An essential conceit of the “Virginia Way” as practiced during the long reign of Sen Harry Byrd’s “Organization” is that public officials were honest and corruption was rare.

It was all hogwash, of course. As historian and author Brent Tarter wrote [1], Byrd’s machine “thrived” not because it was clean but because its power was rooted in the “more systemic and profound corruption of a constricted electorate” and a poll tax that disenfranchised millions of Black and poor White voters.

The machine is long dead, but some of its practices — including finding ingenious ways to manipulate the electorate — appear to be alive and well.

Evidence of that is on display in the ongoing legal fight Paul Goldman, my former writing partner, is waging in a federal courtroom in Richmond over voting rights and the constitutionality of Virginia’s 2021 House of Delegates elections.

In a new brief filed with the district court, Goldman enlists math to help make his case.

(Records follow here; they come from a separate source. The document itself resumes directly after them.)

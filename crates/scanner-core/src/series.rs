use chrono::{DateTime, Utc};
use rust_decimal::Decimal;
use rust_decimal::prelude::ToPrimitive;

use crate::candle::Candle;
use crate::error::SeriesError;
use crate::indicator::IndicatorProvider;

/// A candle extended with its intra-candle return and indicator values.
#[derive(Debug, Clone, PartialEq)]
pub struct Observation {
    pub timestamp: DateTime<Utc>,
    pub close: f64,
    pub volume: f64,
    /// `(close - open) / open`, signed.
    pub daily_return: f64,
    pub oscillator: Option<f64>,
    pub trend: Option<f64>,
}

/// Analysis-ready series for one instrument, ascending by timestamp.
#[derive(Debug, Clone, PartialEq)]
pub struct EnrichedSeries {
    observations: Vec<Observation>,
}

impl EnrichedSeries {
    pub fn observations(&self) -> &[Observation] {
        &self.observations
    }

    /// The most recent observation, the one under test.
    pub fn current(&self) -> Option<&Observation> {
        self.observations.last()
    }
}

fn to_f64(value: Decimal, index: usize) -> Result<f64, SeriesError> {
    value
        .to_f64()
        .ok_or(SeriesError::Unrepresentable { index })
}

fn check_aligned(
    indicator: &'static str,
    values: &[Option<f64>],
    expected: usize,
) -> Result<(), SeriesError> {
    if values.len() != expected {
        return Err(SeriesError::MisalignedIndicator {
            indicator,
            expected,
            got: values.len(),
        });
    }
    Ok(())
}

/// Turn raw candles into an enriched series.
///
/// Rejects the whole series on an empty input, a non-positive open, or
/// timestamps that are not strictly ascending.
pub fn build(
    candles: &[Candle],
    indicators: &dyn IndicatorProvider,
) -> Result<EnrichedSeries, SeriesError> {
    if candles.is_empty() {
        return Err(SeriesError::Empty);
    }

    for i in 1..candles.len() {
        if candles[i].timestamp <= candles[i - 1].timestamp {
            return Err(SeriesError::Unordered { index: i });
        }
    }

    let mut closes = Vec::with_capacity(candles.len());
    let mut partial = Vec::with_capacity(candles.len());

    for (index, candle) in candles.iter().enumerate() {
        if candle.open <= Decimal::ZERO {
            return Err(SeriesError::NonPositiveOpen {
                index,
                timestamp: candle.timestamp,
                open: candle.open,
            });
        }
        // Decimal division keeps the return exact before crossing into f64.
        let intra_return = candle
            .intra_return()
            .ok_or(SeriesError::Unrepresentable { index })?;
        let daily_return = to_f64(intra_return, index)?;
        let close = to_f64(candle.close, index)?;
        let volume = to_f64(candle.volume, index)?;
        closes.push(close);
        partial.push((candle.timestamp, close, volume, daily_return));
    }

    let oscillator = indicators.oscillator(&closes);
    check_aligned("oscillator", &oscillator, candles.len())?;
    let trend = indicators.trend(&closes);
    check_aligned("trend", &trend, candles.len())?;

    let observations = partial
        .into_iter()
        .zip(oscillator.into_iter().zip(trend))
        .map(
            |((timestamp, close, volume, daily_return), (oscillator, trend))| Observation {
                timestamp,
                close,
                volume,
                daily_return,
                oscillator,
                trend,
            },
        )
        .collect();

    Ok(EnrichedSeries { observations })
}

And the numbers he provides are compelling: Goldman calculates that there are massive population differences between House districts. The biggest variance he found was between House District 87 and House District 75:

The old House District 87 ranked as the most populated with 130,192 inhabitants. Old House District 75 ranked as the least populated with 67,404 inhabitants. … This calculates to a 78.4% maximum population deviation.

Note: Old district lines and 2021 results can be found here [2].

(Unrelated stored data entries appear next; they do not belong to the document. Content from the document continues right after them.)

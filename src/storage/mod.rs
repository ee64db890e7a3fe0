//! Storage layer
//!
//! This module contains:
//! - The partitioned key-value store abstraction and its backends
//! - Streaming copy of spent addresses between stores
//! - Deduplicating merge of spent address sources

pub mod ingest;
pub mod kv;
pub mod memory;
pub mod merge;
#[cfg(feature = "rocksdb")]
pub mod rocks;

pub use ingest::{ingest_spent_addresses, stream_keys, IngestReport};
pub use kv::{KeyValueStore, KvIter, KvPair, Partition, SPENT_ADDRESS_VALUE};
pub use memory::MemoryStore;
pub use merge::{
    merge_sources, MergeReport, MergeSource, SourceReport, SpentAddressMerger, StoreOpener,
    MIN_MERGE_SOURCES,
};
#[cfg(feature = "rocksdb")]
pub use rocks::RocksStore;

Goldman says the population difference between districts in 2021 is nearly 300 percent more than variations between Virginia House districts a federal court ruled in 1981 were “facially unconstitutional [3].”

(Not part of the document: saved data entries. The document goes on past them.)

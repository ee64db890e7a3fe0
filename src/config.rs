//! Run configuration
//!
//! Every component receives the settings it needs at construction. Defaults
//! mirror the tool's historical flag defaults.

use crate::codec::FormatVersion;
use crate::filter::DEFAULT_FILTER_CAPACITY;
use std::path::PathBuf;

/// Database tuning
#[derive(Debug, Clone)]
pub struct StoreConfig {
    pub bloom_filter_bits_per_key: f64,
    pub block_restart_interval: i32,
    pub block_cache_size: usize,
    pub table_cache_num_shard_bits: i32,
    pub max_open_files: i32,
    pub max_background_jobs: i32,
    pub max_log_file_size: usize,
    pub max_manifest_file_size: usize,
}

impl Default for StoreConfig {
    fn default() -> Self {
        Self {
            bloom_filter_bits_per_key: 10.0,
            block_restart_interval: 16,
            block_cache_size: 1000 * 1024,
            table_cache_num_shard_bits: 2,
            max_open_files: 10_000,
            max_background_jobs: 2,
            max_log_file_size: 1024 * 1024,
            max_manifest_file_size: 1024 * 1024,
        }
    }
}

/// Producer/consumer hand-off
#[derive(Debug, Clone)]
pub struct IngestConfig {
    /// Keys buffered between reader and writer; 0 hands each key over directly
    pub channel_capacity: usize,
}

impl Default for IngestConfig {
    fn default() -> Self {
        Self {
            channel_capacity: 1024,
        }
    }
}

/// Plaintext local snapshot files
#[derive(Debug, Clone)]
pub struct SnapshotFiles {
    pub meta: PathBuf,
    pub state: PathBuf,
}

impl Default for SnapshotFiles {
    fn default() -> Self {
        Self {
            meta: PathBuf::from("./mainnet.snapshot.meta"),
            state: PathBuf::from("./mainnet.snapshot.state"),
        }
    }
}

/// Building the local snapshot database
#[derive(Debug, Clone)]
pub struct BuildConfig {
    pub ls_db_dir: PathBuf,
    pub spent_addresses_db_dir: PathBuf,
    pub files: SnapshotFiles,
    pub ingest: IngestConfig,
    pub store: StoreConfig,
}

impl Default for BuildConfig {
    fn default() -> Self {
        Self {
            ls_db_dir: PathBuf::from("./localsnapshots-db"),
            spent_addresses_db_dir: PathBuf::from("./spent-addresses-db"),
            files: SnapshotFiles::default(),
            ingest: IngestConfig::default(),
            store: StoreConfig::default(),
        }
    }
}

/// Producing an export file
#[derive(Debug, Clone)]
pub struct ExportConfig {
    pub ls_db_dir: PathBuf,
    pub file: PathBuf,
    pub format: FormatVersion,
    pub omit_spent_addresses: bool,
    /// Maximum spent addresses a cuckoo filter is sized for
    pub filter_capacity: usize,
    pub store: StoreConfig,
}

impl Default for ExportConfig {
    fn default() -> Self {
        Self {
            ls_db_dir: PathBuf::from("./localsnapshots-db"),
            file: PathBuf::from("export.bin"),
            format: FormatVersion::CURRENT,
            omit_spent_addresses: false,
            filter_capacity: DEFAULT_FILTER_CAPACITY,
            store: StoreConfig::default(),
        }
    }
}

/// Merging spent address sources
#[derive(Debug, Clone)]
pub struct MergeConfig {
    /// Database directories or `.txt` address lists
    pub sources: Vec<PathBuf>,
    pub target: PathBuf,
    pub ingest: IngestConfig,
    pub store: StoreConfig,
}

impl Default for MergeConfig {
    fn default() -> Self {
        Self {
            sources: Vec::new(),
            target: PathBuf::from("./merged-spent-addresses-db"),
            ingest: IngestConfig::default(),
            store: StoreConfig::default(),
        }
    }
}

Think about that for a second. The current and former Virginia attorney general — Jason Miyares (R) and Mark R. Herring (D), respectively) — plus their legal teams, plus the Democratic and Republican leaders of the General Assembly, plus current Gov. Glenn Youngkin, a Republican, and former governor Ralph Northam, a Democrat, have no apparent problems with this situation.

It gets worse.

Continue reading here [4].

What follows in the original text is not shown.